For a man out of time, engaged in a culture war where your side can only hope to go down fighting and where snarling gets you nothing but praise for how pretty your mouth is, the best you can hope for is a shrug and a smile. Much of Carl’s work post-Libertines has been you know how I feel out of place until I’m levered off my face writ large. ‘Bloodthirsty Bastards’ and the frankly astonishing ‘Buzzards and Crows’ transcend what begins as myopic scenester-baiting to make a stab at expressing universal and eternal human tragedy. Their protagonists are cornered, boxed-in, trapped, disgusted and despairing, Up The Bracket’s swaggering urban sprawl reduced to spying on cities through cracks in the floor. (Carl dedicated ‘Gin and Milk’ to longstanding fans last night. You have to wonder.)

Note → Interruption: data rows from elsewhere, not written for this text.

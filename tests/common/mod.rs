//! Mock collaborators shared by the integration tests.
#![allow(dead_code)]

use std::collections::{HashMap, HashSet};
use std::sync::{Arc, Mutex};

use async_trait::async_trait;

use otr_overlay::{
    AuthenticationHandler, ConversationKey, Coordinator, CryptoEngine, DecodeOutcome,
    DisplayHandler, EncodeOutcome, EngineError, MessageState, OtrConfig, OtrError, OtrPolicy,
    SmpMethod, SmpPrompt, SmpSecret, Transport,
};

/// Wire prefix the mock engine puts on encrypted bodies.
pub const WIRE_PREFIX: &str = "?OTR:";
/// Bodies with this prefix are treated as pure protocol control traffic.
pub const CONTROL_PREFIX: &str = "?OTRv3?";

/// One recorded engine call, in arrival order.
#[derive(Debug, Clone, PartialEq, Eq)]
pub enum EngineCall {
    Encode(ConversationKey),
    Decode(ConversationKey),
    StartSession(ConversationKey),
    EndSession(ConversationKey),
    ExpireSession(ConversationKey),
    SetPolicy(OtrPolicy),
    BeginSmp(ConversationKey, SmpMethod),
    RespondSmp(ConversationKey, String),
    AbortSmp(ConversationKey),
}

/// Scripted engine standing in for the real cryptographic library.
///
/// Per-conversation state is set by the test; every trait call is recorded
/// so ordering properties can be asserted.
#[derive(Default)]
pub struct MockEngine {
    calls: Mutex<Vec<EngineCall>>,
    states: Mutex<HashMap<ConversationKey, MessageState>>,
    verified: Mutex<HashMap<ConversationKey, bool>>,
    session_ids: Mutex<HashMap<ConversationKey, String>>,
    fingerprints: Mutex<HashMap<String, String>>,
    policy: Mutex<OtrPolicy>,
    end_session_failures: Mutex<HashSet<ConversationKey>>,
}

impl MockEngine {
    pub fn new() -> Self {
        Self::default()
    }

    pub fn set_state(&self, key: &ConversationKey, state: MessageState) {
        self.states.lock().unwrap().insert(key.clone(), state);
    }

    pub fn set_verified(&self, key: &ConversationKey, verified: bool) {
        self.verified.lock().unwrap().insert(key.clone(), verified);
    }

    pub fn set_session_id(&self, key: &ConversationKey, id: &str) {
        self.session_ids
            .lock()
            .unwrap()
            .insert(key.clone(), id.to_string());
    }

    pub fn set_fingerprint(&self, account: &str, fingerprint: &str) {
        self.fingerprints
            .lock()
            .unwrap()
            .insert(account.to_string(), fingerprint.to_string());
    }

    /// Make `end_session` fail for this conversation.
    pub fn fail_end_session(&self, key: &ConversationKey) {
        self.end_session_failures
            .lock()
            .unwrap()
            .insert(key.clone());
    }

    pub fn calls(&self) -> Vec<EngineCall> {
        self.calls.lock().unwrap().clone()
    }

    pub fn count(&self, call: &EngineCall) -> usize {
        self.calls.lock().unwrap().iter().filter(|c| *c == call).count()
    }

    fn record(&self, call: EngineCall) {
        self.calls.lock().unwrap().push(call);
    }
}

impl CryptoEngine for MockEngine {
    fn encode(
        &self,
        key: &ConversationKey,
        plaintext: &str,
    ) -> Result<EncodeOutcome, EngineError> {
        self.record(EngineCall::Encode(key.clone()));
        // Messages that are themselves handshake fragments get consumed.
        if plaintext.starts_with(CONTROL_PREFIX) {
            return Ok(EncodeOutcome::Consumed);
        }
        match self.message_state(key) {
            MessageState::Encrypted => {
                Ok(EncodeOutcome::Encoded(format!("{WIRE_PREFIX}{plaintext}")))
            }
            _ => Ok(EncodeOutcome::Encoded(plaintext.to_string())),
        }
    }

    fn decode(
        &self,
        key: &ConversationKey,
        ciphertext: &str,
    ) -> Result<DecodeOutcome, EngineError> {
        self.record(EngineCall::Decode(key.clone()));
        if ciphertext.starts_with(CONTROL_PREFIX) {
            return Ok(DecodeOutcome::Control);
        }
        match ciphertext.strip_prefix(WIRE_PREFIX) {
            Some("") => Ok(DecodeOutcome::Plaintext(None)),
            Some(body) => Ok(DecodeOutcome::Plaintext(Some(body.to_string()))),
            None => Ok(DecodeOutcome::Plaintext(Some(ciphertext.to_string()))),
        }
    }

    fn start_session(&self, key: &ConversationKey) -> Result<(), EngineError> {
        self.record(EngineCall::StartSession(key.clone()));
        self.set_state(key, MessageState::Encrypting);
        Ok(())
    }

    fn end_session(&self, key: &ConversationKey) -> Result<(), EngineError> {
        self.record(EngineCall::EndSession(key.clone()));
        if self.end_session_failures.lock().unwrap().contains(key) {
            return Err(EngineError::Crypto("scripted end_session failure".to_string()));
        }
        self.set_state(key, MessageState::Plaintext);
        Ok(())
    }

    fn expire_session(&self, key: &ConversationKey) -> Result<(), EngineError> {
        self.record(EngineCall::ExpireSession(key.clone()));
        self.set_state(key, MessageState::Plaintext);
        Ok(())
    }

    fn message_state(&self, key: &ConversationKey) -> MessageState {
        self.states
            .lock()
            .unwrap()
            .get(key)
            .copied()
            .unwrap_or(MessageState::Plaintext)
    }

    fn is_verified(&self, key: &ConversationKey) -> bool {
        self.verified.lock().unwrap().get(key).copied().unwrap_or(false)
    }

    fn session_id(&self, key: &ConversationKey) -> Option<String> {
        self.session_ids.lock().unwrap().get(key).cloned()
    }

    fn fingerprint(&self, account: &str) -> Option<String> {
        self.fingerprints.lock().unwrap().get(account).cloned()
    }

    fn set_policy(&self, policy: OtrPolicy) {
        self.record(EngineCall::SetPolicy(policy));
        *self.policy.lock().unwrap() = policy;
    }

    fn policy(&self) -> OtrPolicy {
        *self.policy.lock().unwrap()
    }

    fn begin_smp(&self, key: &ConversationKey, secret: &SmpSecret) -> Result<(), EngineError> {
        self.record(EngineCall::BeginSmp(key.clone(), secret.method()));
        Ok(())
    }

    fn respond_smp(&self, key: &ConversationKey, answer: &str) -> Result<(), EngineError> {
        self.record(EngineCall::RespondSmp(key.clone(), answer.to_string()));
        Ok(())
    }

    fn abort_smp(&self, key: &ConversationKey) -> Result<(), EngineError> {
        self.record(EngineCall::AbortSmp(key.clone()));
        Ok(())
    }
}

/// Collects status lines per conversation.
#[derive(Default)]
pub struct MockDisplay {
    events: Mutex<Vec<(ConversationKey, String)>>,
}

impl MockDisplay {
    pub fn events(&self) -> Vec<(ConversationKey, String)> {
        self.events.lock().unwrap().clone()
    }

    pub fn lines_for(&self, key: &ConversationKey) -> Vec<String> {
        self.events
            .lock()
            .unwrap()
            .iter()
            .filter(|(k, _)| k == key)
            .map(|(_, text)| text.clone())
            .collect()
    }
}

#[async_trait]
impl DisplayHandler for MockDisplay {
    async fn append_status_event(
        &self,
        key: &ConversationKey,
        text: &str,
    ) -> Result<(), OtrError> {
        self.events
            .lock()
            .unwrap()
            .push((key.clone(), text.to_string()));
        Ok(())
    }
}

/// Collects authentication prompts.
#[derive(Default)]
pub struct MockAuthUi {
    prompts: Mutex<Vec<(ConversationKey, SmpPrompt)>>,
}

impl MockAuthUi {
    pub fn prompts(&self) -> Vec<(ConversationKey, SmpPrompt)> {
        self.prompts.lock().unwrap().clone()
    }
}

#[async_trait]
impl AuthenticationHandler for MockAuthUi {
    async fn on_smp_request(
        &self,
        key: &ConversationKey,
        prompt: SmpPrompt,
    ) -> Result<(), OtrError> {
        self.prompts.lock().unwrap().push((key.clone(), prompt));
        Ok(())
    }
}

/// Collects bodies handed to the wire.
#[derive(Default)]
pub struct MockTransport {
    sent: Mutex<Vec<(ConversationKey, String)>>,
}

impl MockTransport {
    pub fn sent(&self) -> Vec<(ConversationKey, String)> {
        self.sent.lock().unwrap().clone()
    }
}

#[async_trait]
impl Transport for MockTransport {
    async fn send_message(&self, key: &ConversationKey, body: &str) -> Result<(), OtrError> {
        self.sent
            .lock()
            .unwrap()
            .push((key.clone(), body.to_string()));
        Ok(())
    }
}

/// Everything a test needs, wired together.
pub struct Harness {
    pub engine: Arc<MockEngine>,
    pub display: Arc<MockDisplay>,
    pub auth: Arc<MockAuthUi>,
    pub transport: Arc<MockTransport>,
    pub coordinator: Coordinator,
}

pub fn harness() -> Harness {
    harness_with_config(OtrConfig::default())
}

pub fn harness_with_config(config: OtrConfig) -> Harness {
    let _ = env_logger::builder().is_test(true).try_init();
    let engine = Arc::new(MockEngine::new());
    let display = Arc::new(MockDisplay::default());
    let auth = Arc::new(MockAuthUi::default());
    let transport = Arc::new(MockTransport::default());
    let coordinator = Coordinator::new(
        engine.clone(),
        display.clone(),
        auth.clone(),
        transport.clone(),
        config,
    );
    Harness {
        engine,
        display,
        auth,
        transport,
        coordinator,
    }
}

pub fn key() -> ConversationKey {
    ConversationKey::new("alice@example.net", "bob@example.org")
}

Their second album gave up the fight in its opening song, its narrator abandoned face-up to the vultures, and then slumped into halfhearted crowd-pleasing fluff (‘Come Closer’, ‘Plastic Hearts’) or half-articulate railing (‘Kicks or Consumption’, ‘Best Face’), picking itself up only for the quietly embittered, finally accusative closure of ‘Blood on my Shoes’. By this point my feelings on the band had come almost full circle. Their first UK gig left me with an aftertaste of baffled disappointment at a frustratingly lacklustre affair, Carl’s head-hanging and the band’s general insubstantialness overshadowing their tightness and competency. They lacked entirely any hoped-for spark, that moment of connection which makes you glad you’ve made the effort. Their second tour saw them switch stasis for spontaneity, with unpredictable setlists and endearing interband dynamics, and subsequent gigs in Oxford, London, Sheffield, Cambridge, Paris and Edinburgh led me through unqualified adoration to a comfortable, affectionate familiarity, with a side-order of horror at the encroaching tides of industry imperatives that made the band at times little more than a soggy, sorry exercise in marketing and money-making. Study and work aside, it’s been a year or so since I felt compelled to go chasing round the country in search of some definitive, catalytic bangbangrocknroll glory-story that seems to have proved as illusory for them as for us.

And so we arrived at The Last Hurrah, a diminished hardcore of provincial girl veterans, reminded of better times and absent friends. A half-full thousand-capacity club in the bowels of the metropolis, plastered with aftershow posters that dripped with desperation. A solitary tout outside in the cold. The stage ungarnished except for a Union flag. The sound periodically fucking up. An ending fitting for the start?

Their songs are full of endings, of course, each delivered in an angry and bittersweet manner that rendered them equally apposite, from the bleakly resigned (they all followed me down here / to the story’s sorry end) to the grimly dignified (I know when I should leave in disgrace) to what passes for optimistic (here’s to tomorrow and the lonely streets we’ll roam / but if we don’t leave now we’ll find ourselves with no way home). With them providing the closing credits to their own biopic, there was little else fitting to do but join in.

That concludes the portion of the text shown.